A China não toma conhecimento de nenhuma das denúncias. Um porta-voz do governo regional declarou, cinicamente, que “os muçulmanos mais felizes do mundo vivem no Xinjiang”. A porta-voz do Ministério do Exterior chinês declarou, por sua vez, que as críticas internacionais sobre a discriminação sofrida pelos uigures representam “interferência nos assuntos internos da China”, dando de ombros para a Declaração Universal dos Direitos Humanos e, em particular, para os direitos das minorias étnicas.
A vigilância estatal obsessiva sobre os uigures é perceptível para jornalistas estrangeiros, aos quais se nega acesso a cidades do Xinjiang, e até mesmo a simples turistas, regularmente interrogados por policiais a respeito de contatos com habitantes locais. Gene A. Bunin, escritor e tradutor que pesquisa o idioma uigur, passou 18 meses no Xinjiang. Num artigo publicado no The Guardian, Bunin dá conta de inúmeros depoimentos que confirmam as denúncias de detenções em massa e registra um pervasivo sentimento de temor. Em duas ocasiões, policiais advertiram-no para “não ficar de conversa com pessoas ruins do Xinjiang”, numa referência eufemística aos uigures.

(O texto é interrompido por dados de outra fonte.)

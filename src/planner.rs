//! Two-stage planning agent.
//!
//! Stage 1 classifies intent; a fast-path gate short-circuits
//! out-of-scope and trivial inputs before any team work. Stage 2
//! selects execution teams and decomposes compound queries into
//! dependent steps. Every LLM output parses against a strict schema
//! with one simplified-prompt retry, then a rule-based fallback, so
//! planning itself never fails a turn.

use std::sync::Arc;

use tracing::{debug, warn};

use crate::config::SupervisorConfig;
use crate::core::intent::{Intent, IntentType};
use crate::core::plan::{ExecutionMode, ExecutionPlan, PlanStep, TeamKind};
use crate::error::EngineError;
use crate::llm::json::parse_json_response;
use crate::llm::message::{ChatRequest, TokenMeter, system_message, user_message};
use crate::llm::LlmClient;
use crate::memory::StoredMessage;
use crate::prompt::{
    INTENT_RETRY_SYSTEM_PROMPT, PromptSet, TEAM_SELECT_RETRY_SYSTEM_PROMPT, build_intent_prompt,
    build_team_select_prompt,
};

/// Keyword table for the rule-based team fallback. Checked in order;
/// first match set wins for the non-search teams.
const ANALYSIS_KEYWORDS: [&str; 5] = ["시세", "시장", "분석", "가격", "매매가"];
/// Document-team trigger keywords.
const DOCUMENT_KEYWORDS: [&str; 4] = ["초안", "작성", "써줘", "만들어"];
/// Review-team trigger keywords.
const REVIEW_KEYWORDS: [&str; 3] = ["검토", "봐줘", "확인해"];

/// Produces `(intent, plan)` for a query.
pub struct PlanningAgent {
    llm: Arc<dyn LlmClient>,
    intent_model: String,
    planner_model: String,
    intent_max_tokens: u32,
    plan_max_tokens: u32,
    prompts: PromptSet,
}

impl PlanningAgent {
    /// Creates the agent over the shared LLM client.
    #[must_use]
    pub fn new(llm: Arc<dyn LlmClient>, config: &SupervisorConfig, prompts: PromptSet) -> Self {
        Self {
            llm,
            intent_model: config.intent_model.clone(),
            planner_model: config.planner_model.clone(),
            intent_max_tokens: config.intent_max_tokens,
            plan_max_tokens: config.plan_max_tokens,
            prompts,
        }
    }

    /// Runs both planning stages. Infallible: classification failures
    /// degrade to [`IntentType::Unclear`] and stage 2 failures to the
    /// rule-based fallback, so the supervisor always gets a routable
    /// plan.
    pub async fn plan(
        &self,
        query: &str,
        history: &[StoredMessage],
        meter: &TokenMeter,
    ) -> (Intent, ExecutionPlan) {
        // Stage 1: intent classification.
        let intent = self.classify_intent(query, history, meter).await;

        // Fast-path gate: trivial inputs never reach stage 2, saving
        // a full LLM round-trip.
        if intent.intent_type.is_fast_path() {
            debug!(intent = %intent.intent_type, "fast-path gate, skipping team selection");
            return (intent, ExecutionPlan::skipped());
        }

        // Stage 2: team selection and decomposition.
        let plan = self.select_teams(query, &intent, meter).await;
        (intent, plan)
    }

    async fn classify_intent(
        &self,
        query: &str,
        history: &[StoredMessage],
        meter: &TokenMeter,
    ) -> Intent {
        let user_msg = build_intent_prompt(query, history);

        match self
            .json_call::<Intent>(
                &self.intent_model,
                &self.prompts.intent,
                INTENT_RETRY_SYSTEM_PROMPT,
                &user_msg,
                self.intent_max_tokens,
                meter,
            )
            .await
        {
            Ok(intent) => intent.normalized(),
            Err(e) => {
                warn!(error = %e, "intent classification failed twice, treating as UNCLEAR");
                Intent::unclear()
            }
        }
    }

    async fn select_teams(
        &self,
        query: &str,
        intent: &Intent,
        meter: &TokenMeter,
    ) -> ExecutionPlan {
        let user_msg = build_team_select_prompt(query, intent);

        let plan = self
            .json_call::<ExecutionPlan>(
                &self.planner_model,
                &self.prompts.team_select,
                TEAM_SELECT_RETRY_SYSTEM_PROMPT,
                &user_msg,
                self.plan_max_tokens,
                meter,
            )
            .await;

        match plan {
            Ok(plan) if !plan.steps.is_empty() => plan.sanitized(),
            Ok(_) => {
                debug!("planner returned no steps, using rule-based fallback");
                Self::fallback_plan(query, intent)
            }
            Err(e) => {
                warn!(error = %e, "team selection failed twice, using rule-based fallback");
                Self::fallback_plan(query, intent)
            }
        }
    }

    /// One strict-schema call with a single simplified-prompt retry.
    async fn json_call<T: serde::de::DeserializeOwned>(
        &self,
        model: &str,
        system: &str,
        retry_system: &str,
        user_msg: &str,
        max_tokens: u32,
        meter: &TokenMeter,
    ) -> Result<T, EngineError> {
        let request = ChatRequest {
            model: model.to_string(),
            messages: vec![system_message(system), user_message(user_msg)],
            temperature: Some(0.0),
            max_tokens: Some(max_tokens),
            json_mode: true,
        };

        let first_err = match self.llm.complete(&request).await {
            Ok(response) => {
                meter.add(response.usage);
                match parse_json_response::<T>(&response.content) {
                    Ok(parsed) => return Ok(parsed),
                    Err(e) => e,
                }
            }
            Err(e) => e,
        };

        debug!(error = %first_err, "first attempt failed, retrying with simplified prompt");

        let retry = ChatRequest {
            model: model.to_string(),
            messages: vec![system_message(retry_system), user_message(user_msg)],
            temperature: Some(0.0),
            max_tokens: Some(max_tokens),
            json_mode: true,
        };
        let response = self.llm.complete(&retry).await?;
        meter.add(response.usage);
        parse_json_response::<T>(&response.content)
    }

    /// Rule-based fallback: maps intent type and keywords to teams,
    /// wiring consumers after producers.
    fn fallback_plan(query: &str, intent: &Intent) -> ExecutionPlan {
        let haystack: String = {
            let mut h = query.to_string();
            for k in &intent.keywords {
                h.push(' ');
                h.push_str(k);
            }
            h
        };
        let wants = |needles: &[&str]| needles.iter().any(|n| haystack.contains(n));

        let mut steps = vec![PlanStep {
            team: TeamKind::Search,
            subquery: query.to_string(),
            depends_on: Vec::new(),
        }];

        let needs_analysis = matches!(
            intent.intent_type,
            IntentType::MarketInquiry | IntentType::Comprehensive
        ) || wants(&ANALYSIS_KEYWORDS);
        if needs_analysis {
            steps.push(PlanStep {
                team: TeamKind::Analysis,
                subquery: query.to_string(),
                depends_on: vec![0],
            });
        }

        if wants(&DOCUMENT_KEYWORDS) || intent.intent_type == IntentType::ContractReview {
            let dep = steps.len() - 1;
            steps.push(PlanStep {
                team: TeamKind::Document,
                subquery: query.to_string(),
                depends_on: vec![dep],
            });
        }

        if wants(&REVIEW_KEYWORDS) && intent.intent_type == IntentType::ContractReview {
            let dep = steps.len() - 1;
            steps.push(PlanStep {
                team: TeamKind::Review,
                subquery: query.to_string(),
                depends_on: vec![dep],
            });
        }

        let execution_mode = if steps.len() > 1 {
            ExecutionMode::Mixed
        } else {
            ExecutionMode::Sequential
        };

        ExecutionPlan {
            steps,
            execution_mode,
            skip_execution: false,
        }
    }
}

impl std::fmt::Debug for PlanningAgent {
    fn fmt(&self, f: &mut std::fmt::Formatter<'_>) -> std::fmt::Result {
        f.debug_struct("PlanningAgent")
            .field("intent_model", &self.intent_model)
            .field("planner_model", &self.planner_model)
            .finish()
    }
}

#[cfg(test)]
mod tests {
    use super::*;
    use crate::llm::message::{ChatResponse, TokenUsage};
    use async_trait::async_trait;
    use std::sync::atomic::{AtomicUsize, Ordering};

    struct ScriptedClient {
        responses: Vec<String>,
        calls: AtomicUsize,
    }

    impl ScriptedClient {
        fn new(responses: Vec<&str>) -> Self {
            Self {
                responses: responses.into_iter().map(String::from).collect(),
                calls: AtomicUsize::new(0),
            }
        }
    }

    #[async_trait]
    impl LlmClient for ScriptedClient {
        fn name(&self) -> &'static str {
            "scripted"
        }

        async fn complete(&self, _request: &ChatRequest) -> Result<ChatResponse, EngineError> {
            let idx = self.calls.fetch_add(1, Ordering::SeqCst);
            let content = self
                .responses
                .get(idx)
                .cloned()
                .unwrap_or_else(|| "{}".to_string());
            if content == "<error>" {
                return Err(EngineError::ApiRequest {
                    message: "scripted failure".to_string(),
                    status: Some(500),
                });
            }
            Ok(ChatResponse {
                content,
                usage: TokenUsage {
                    prompt_tokens: 5,
                    completion_tokens: 5,
                    total_tokens: 10,
                },
                finish_reason: Some("stop".to_string()),
            })
        }
    }

    fn agent(responses: Vec<&str>) -> (PlanningAgent, Arc<ScriptedClient>) {
        let client = Arc::new(ScriptedClient::new(responses));
        let config = SupervisorConfig::builder()
            .api_key("test")
            .build()
            .unwrap_or_else(|_| unreachable!());
        let agent = PlanningAgent::new(
            Arc::clone(&client) as Arc<dyn LlmClient>,
            &config,
            PromptSet::defaults(),
        );
        (agent, client)
    }

    const GREETING_INTENT: &str =
        r#"{"intent_type": "GREETING", "confidence": 0.99, "entities": {}, "keywords": [], "is_in_scope": true}"#;
    const LEGAL_INTENT: &str = r#"{"intent_type": "LEGAL_CONSULT", "confidence": 0.9, "entities": {}, "keywords": ["전세금", "인상"], "is_in_scope": true}"#;
    const SEARCH_PLAN: &str = r#"{"steps": [{"team": "search", "subquery": "전세금 인상 한도", "depends_on": []}], "execution_mode": "sequential", "skip_execution": false}"#;

    #[tokio::test]
    async fn test_fast_path_skips_stage_two() {
        let (agent, client) = agent(vec![GREETING_INTENT]);
        let meter = TokenMeter::new();
        let (intent, plan) = agent.plan("안녕하세요", &[], &meter).await;
        assert_eq!(intent.intent_type, IntentType::Greeting);
        assert!(plan.skip_execution);
        assert!(plan.steps.is_empty());
        // Exactly one LLM call total.
        assert_eq!(client.calls.load(Ordering::SeqCst), 1);
    }

    #[tokio::test]
    async fn test_two_stage_plan() {
        let (agent, client) = agent(vec![LEGAL_INTENT, SEARCH_PLAN]);
        let meter = TokenMeter::new();
        let (intent, plan) = agent.plan("전세금 인상 한도는 얼마야?", &[], &meter).await;
        assert_eq!(intent.intent_type, IntentType::LegalConsult);
        assert!(!plan.skip_execution);
        assert_eq!(plan.steps.len(), 1);
        assert_eq!(plan.steps[0].team, TeamKind::Search);
        assert_eq!(client.calls.load(Ordering::SeqCst), 2);
        assert_eq!(meter.total(), 20);
    }

    #[tokio::test]
    async fn test_intent_retry_then_success() {
        let (agent, client) = agent(vec!["garbled", LEGAL_INTENT, SEARCH_PLAN]);
        let meter = TokenMeter::new();
        let (intent, _plan) = agent.plan("전세금 인상 한도", &[], &meter).await;
        assert_eq!(intent.intent_type, IntentType::LegalConsult);
        assert_eq!(client.calls.load(Ordering::SeqCst), 3);
    }

    #[tokio::test]
    async fn test_intent_double_failure_degrades_to_unclear() {
        let (agent, _client) = agent(vec!["junk", "more junk"]);
        let meter = TokenMeter::new();
        let (intent, plan) = agent.plan("???", &[], &meter).await;
        assert_eq!(intent.intent_type, IntentType::Unclear);
        assert!(plan.skip_execution);
    }

    #[tokio::test]
    async fn test_stage_two_failure_uses_rule_fallback() {
        let (agent, _client) = agent(vec![LEGAL_INTENT, "<error>", "<error>"]);
        let meter = TokenMeter::new();
        let (_intent, plan) = agent.plan("전세금 인상 한도", &[], &meter).await;
        assert!(!plan.skip_execution);
        assert_eq!(plan.steps[0].team, TeamKind::Search);
    }

    #[tokio::test]
    async fn test_rule_fallback_market_adds_analysis() {
        let intent = Intent {
            intent_type: IntentType::MarketInquiry,
            confidence: 0.8,
            entities: std::collections::BTreeMap::new(),
            keywords: vec!["시세".to_string()],
            is_in_scope: true,
        };
        let plan = PlanningAgent::fallback_plan("강남구 아파트 시세 분석해줘", &intent);
        let teams = plan.teams();
        assert!(teams.contains(&TeamKind::Search));
        assert!(teams.contains(&TeamKind::Analysis));
        assert_eq!(plan.execution_mode, ExecutionMode::Mixed);
        // Analysis depends on search.
        assert_eq!(plan.steps[1].depends_on, vec![0]);
    }

    #[tokio::test]
    async fn test_rule_fallback_compound_chains_document() {
        let intent = Intent {
            intent_type: IntentType::Comprehensive,
            confidence: 0.8,
            entities: std::collections::BTreeMap::new(),
            keywords: vec!["시세".to_string(), "초안".to_string()],
            is_in_scope: true,
        };
        let plan =
            PlanningAgent::fallback_plan("강남 시세 알려주고 임대차 계약서 초안 써줘", &intent);
        assert!(plan.steps.len() >= 3);
        assert_eq!(plan.steps[2].team, TeamKind::Document);
        // Document wired after the analysis step.
        assert_eq!(plan.steps[2].depends_on, vec![1]);
    }

    #[tokio::test]
    async fn test_idempotent_plan_for_fixed_responses() {
        let meter = TokenMeter::new();
        let (agent_a, _) = agent(vec![LEGAL_INTENT, SEARCH_PLAN]);
        let (agent_b, _) = agent(vec![LEGAL_INTENT, SEARCH_PLAN]);
        let (_, plan_a) = agent_a.plan("전세금 인상 한도", &[], &meter).await;
        let (_, plan_b) = agent_b.plan("전세금 인상 한도", &[], &meter).await;
        assert_eq!(
            serde_json::to_value(&plan_a).unwrap_or_default(),
            serde_json::to_value(&plan_b).unwrap_or_default()
        );
    }
}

A prática do eufemismo infiltrou-se na linguagem regional. Os mais comuns, registra Bunin, são yoq (“se foi”) e adem yoq (“todos se foram”), utilizados para indicar que estão confinados em campos de concentração. Os campos, eles mesmos, são definidos pelos atemorizados habitantes locais por meio de termos que remetem a “estudos” (oqushta), à “educação” (terbiyileshte) ou à “escola” (mektepte). No Xinjiang, a “novilíngua” é a língua geral.
“Não é possível extirpar, uma a uma, todas essas sementes escondidas na plantação – é preciso espalhar substâncias químicas para matá-las todas”, explicou uma autoridade local da cidade-oásis de Kashgar, no extremo oeste do Xinjiang. O regime chinês parece engajado numa redefinição étnica da identidade do país, buscando uniformizá-lo segundo padrões da maioria Han. A política de repressão identitária no Xinjiang, observa Millward, tem uma nítida raiz nativista – e, nesse sentido, deve ser inscrita na moldura global de ascensão do nativismo.
Mesmo na cúpula dirigente chinesa, há os que discordam da política aplicada no Xinjiang. Eles não falam em direitos humanos ou liberdades civis, conceitos estranhos ao discurso oficial chinês. Mas, sempre discretamente, observam que a repressão generalizada tem custos materiais e sociais insustentáveis. E, sobretudo, que ela tende a conduzir a um resultado oposto ao desejado, empurrando os uigures rumo ao extremismo religioso.